A Will Made of Steel

The training yard was never kind. The air was filled with sweat, dust, and the sharp, rhythmic echo of wood on wood. But to Vivian, it was more than a place of endless drills—it was the crucible, the battlefield between her unwavering will and her desperately failing body. Every moment here was a testament to a truth she had only recently discovered: that a scholar's determination could be forged into a weapon sharper than any blade.

From the first day, she stumbled. Her delicate, formerly ink-stained hands blistered and bled from gripping the practice sword's rough hilt. Her feet dragged and tangled where others, like the seasoned veterans, leapt and flowed. When she swung, the heavy wooden blade seemed to possess a spiteful gravity, pulling her arm down and away instead of obeying her command. Every breath she took felt like inhaling fire, a burning reminder of her inadequacy.
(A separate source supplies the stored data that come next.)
/// Extension settings compiled in from `extension.toml`
use serde::{Deserialize, Serialize};

const BUNDLED_CONFIG: &str = include_str!("../extension.toml");

#[derive(Debug, Clone, PartialEq, Serialize, Deserialize)]
#[serde(default)]
pub struct ExtensionConfig {
    /// Hostname suffixes where the page action may be shown
    pub supported_hosts: Vec<String>,
    /// MediaWiki namespaces whose pages can be saved
    pub supported_namespaces: Vec<i64>,
    /// CSRF token value that means the session is logged out
    pub anonymous_token: String,
    pub fallback_language: String,
    pub default_max_entries_per_list: u64,
    pub learn_more_url: String,
}

impl Default for ExtensionConfig {
    fn default() -> Self {
        ExtensionConfig {
            supported_hosts: vec!["wikipedia.org".to_string(), "wikivoyage.org".to_string()],
            supported_namespaces: vec![0],
            anonymous_token: "+\\".to_string(),
            fallback_language: "en".to_string(),
            default_max_entries_per_list: 5000,
            learn_more_url: "https://www.mediawiki.org/wiki/Wikimedia_Apps/Synced_Reading_Lists"
                .to_string(),
        }
    }
}

impl ExtensionConfig {
    /// Parse settings, defaulting any field the document leaves out
    pub fn from_toml_str(source: &str) -> Result<Self, toml::de::Error> {
        toml::from_str(source)
    }

    /// Settings shipped with the extension package
    pub fn bundled() -> Self {
        match Self::from_toml_str(BUNDLED_CONFIG) {
            Ok(config) => config,
            Err(e) => {
                log::warn!("bundled extension.toml is invalid, using defaults: {}", e);
                Self::default()
            }
        }
    }
}
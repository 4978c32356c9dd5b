/// Minimal HTTP layer over `window.fetch`
use crate::error::ApiError;
use serde_json::Value;
use wasm_bindgen::JsCast;
use wasm_bindgen_futures::JsFuture;
use web_sys::{Headers, Request, RequestCredentials, RequestInit, Response};

/// Status and parsed JSON body of a response
#[derive(Debug, Clone, PartialEq)]
pub struct HttpResponse {
    pub status: u16,
    pub body: Value,
}

impl HttpResponse {
    pub fn new(status: u16, body: Value) -> HttpResponse {
        HttpResponse { status, body }
    }

    #[cfg(test)]
    pub fn ok(body: Value) -> HttpResponse {
        HttpResponse::new(200, body)
    }

    /// 2xx or 3xx
    pub fn is_success(&self) -> bool {
        (200..=399).contains(&self.status)
    }

    /// Turn a failed status into `ApiError::Rejected` carrying the body
    pub fn into_result(self) -> Result<Value, ApiError> {
        if self.is_success() {
            Ok(self.body)
        } else {
            Err(ApiError::Rejected(crate::error::ErrorBody::from_json(self.body)))
        }
    }
}

/// Same-origin JSON requests against a wiki
#[allow(async_fn_in_trait)]
pub trait HttpClient {
    async fn get(&self, url: &str) -> Result<HttpResponse, ApiError>;
    async fn post_json(&self, url: &str, body: &Value) -> Result<HttpResponse, ApiError>;
}

/// `HttpClient` on top of the page's `fetch`
#[derive(Debug, Clone, Copy, Default, PartialEq)]
pub struct FetchClient;

fn js_error(e: wasm_bindgen::JsValue) -> ApiError {
    ApiError::Transport(e.as_string().unwrap_or_else(|| format!("{:?}", e)))
}

impl FetchClient {
    async fn send(&self, url: &str, init: RequestInit) -> Result<HttpResponse, ApiError> {
        init.set_credentials(RequestCredentials::SameOrigin);
        let request = Request::new_with_str_and_init(url, &init).map_err(js_error)?;
        let window = web_sys::window().ok_or_else(|| ApiError::Transport("no window".to_string()))?;

        let response: Response = JsFuture::from(window.fetch_with_request(&request))
            .await
            .map_err(js_error)?
            .dyn_into()
            .map_err(js_error)?;

        let text = JsFuture::from(response.text().map_err(js_error)?)
            .await
            .map_err(js_error)?
            .as_string()
            .unwrap_or_default();

        let body = serde_json::from_str(&text)
            .map_err(|e| ApiError::Malformed(format!("{} (HTTP {})", e, response.status())))?;

        log::debug!("{} -> HTTP {}", url, response.status());
        Ok(HttpResponse::new(response.status(), body))
    }
}

impl HttpClient for FetchClient {
    async fn get(&self, url: &str) -> Result<HttpResponse, ApiError> {
        let init = RequestInit::new();
        init.set_method("GET");
        self.send(url, init).await
    }

    async fn post_json(&self, url: &str, body: &Value) -> Result<HttpResponse, ApiError> {
        let headers = Headers::new().map_err(js_error)?;
        headers.set("content-type", "application/json").map_err(js_error)?;

        let init = RequestInit::new();
        init.set_method("POST");
        init.set_headers(&headers);
        init.set_body(&body.to_string().into());
        self.send(url, init).await
    }
}
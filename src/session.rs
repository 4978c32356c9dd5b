/// State of one popup invocation
use crate::host::Tab;
use crate::reading_list::{ReadingList, filter_by_name, mark_saved, sort_default_first};
use std::collections::HashSet;
use std::rc::Rc;
use url::Url;
use yew::Reducible;

pub const CHECKING_SAVED_STATUS: &str = "Checking saved status...";

/// Tab, site and CSRF token the popup is working against
#[derive(Debug, Clone, PartialEq)]
pub struct SelectionContext {
    pub tab: Tab,
    pub url: Url,
    pub token: String,
}

#[derive(Debug, Clone, PartialEq)]
pub struct LoginPrompt {
    pub text: String,
    pub button_text: String,
    pub login_url: String,
}

/// Success text split around the page title
#[derive(Debug, Clone, PartialEq)]
pub struct SuccessMessage {
    pub before: String,
    pub title: Option<String>,
    pub after: String,
}

impl SuccessMessage {
    pub fn plain(text: String) -> Self {
        SuccessMessage {
            before: text,
            title: None,
            after: String::new(),
        }
    }

    /// The full sentence as plain text
    pub fn text(&self) -> String {
        format!("{}{}{}", self.before, self.title.as_deref().unwrap_or_default(), self.after)
    }
}

#[derive(Debug, Clone, PartialEq)]
pub struct LearnMoreLink {
    pub text: String,
    pub url: String,
}

#[derive(Debug, Clone, PartialEq)]
pub struct FailureMessage {
    pub text: String,
    pub learn_more: Option<LearnMoreLink>,
}

/// The panel currently on screen. Exactly one at a time.
#[derive(Debug, Clone, Default, PartialEq)]
pub enum Screen {
    #[default]
    Loading,
    ListSelection,
    LoginPrompt(LoginPrompt),
    Success(SuccessMessage),
    Failure(FailureMessage),
}

#[derive(Debug, Clone, PartialEq)]
pub enum SessionAction {
    /// Token obtained; start loading lists
    Authenticated(SelectionContext),
    ListsLoaded(Vec<ReadingList>),
    /// Ids of lists containing the page, `None` when the lookup failed
    SavedStatusChecked(Option<HashSet<i64>>),
    SetFilter(String),
    SaveStarted(String),
    /// Show a panel and release the controls
    Finished(Screen),
}

#[derive(Debug, Clone, Default, PartialEq)]
pub struct PopupSession {
    pub screen: Screen,
    pub context: Option<SelectionContext>,
    pub lists: Vec<ReadingList>,
    pub filter: String,
    pub status: Option<String>,
    pub loading: bool,
    pub controls_disabled: bool,
}

impl PopupSession {
    pub fn new() -> Self {
        Self::default()
    }

    pub fn apply(&mut self, action: SessionAction) {
        match action {
            SessionAction::Authenticated(context) => {
                self.context = Some(context);
                self.screen = Screen::ListSelection;
                self.lists.clear();
                self.loading = true;
                self.status = None;
                self.controls_disabled = true;
            }
            SessionAction::ListsLoaded(lists) => {
                self.lists = sort_default_first(lists);
                self.loading = false;
                self.controls_disabled = false;
                self.filter.clear();
                self.status = Some(CHECKING_SAVED_STATUS.to_string());
            }
            SessionAction::SavedStatusChecked(saved_ids) => {
                if let Some(ids) = saved_ids {
                    self.lists = mark_saved(&self.lists, &ids);
                }
                self.status = None;
            }
            SessionAction::SetFilter(filter) => {
                self.filter = filter;
            }
            SessionAction::SaveStarted(list_name) => {
                if self.context.is_some() {
                    self.controls_disabled = true;
                    self.status = Some(format!("Saving to \"{}\"...", list_name));
                }
            }
            SessionAction::Finished(screen) => {
                self.screen = screen;
                self.loading = false;
                self.controls_disabled = false;
                self.status = None;
            }
        }
    }

    /// Lists matching the current filter, in display order
    pub fn visible_lists(&self) -> Vec<&ReadingList> {
        filter_by_name(&self.lists, &self.filter)
    }

    /// Context and list for a click on `list_id`; `None` while no context is set
    pub fn selection(&self, list_id: i64) -> Option<(SelectionContext, ReadingList)> {
        let context = self.context.clone()?;
        let list = self.lists.iter().find(|l| l.id == list_id)?.clone();
        Some((context, list))
    }
}

impl Reducible for PopupSession {
    type Action = SessionAction;

    fn reduce(self: Rc<Self>, action: Self::Action) -> Rc<Self> {
        let mut next = (*self).clone();
        next.apply(action);
        next.into()
    }
}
And yet—she never yielded. This was the iron core of Vivian: she would not quit.

Lyra, still small, her small wooden stick clutched tight in imitation, often sat perched on the splintered fence to watch the proceedings. Sometimes she copied her father's authoritative stance, sometimes she mimicked the elegant, deadly spins of Gessa. But more often, she found her eyes fixed on Vivian. The pretty scholar-girl who was always on the verge of falling, yet, impossibly, never quite fell. Lyra saw a fascinating kind of courage in that perpetual near-failure.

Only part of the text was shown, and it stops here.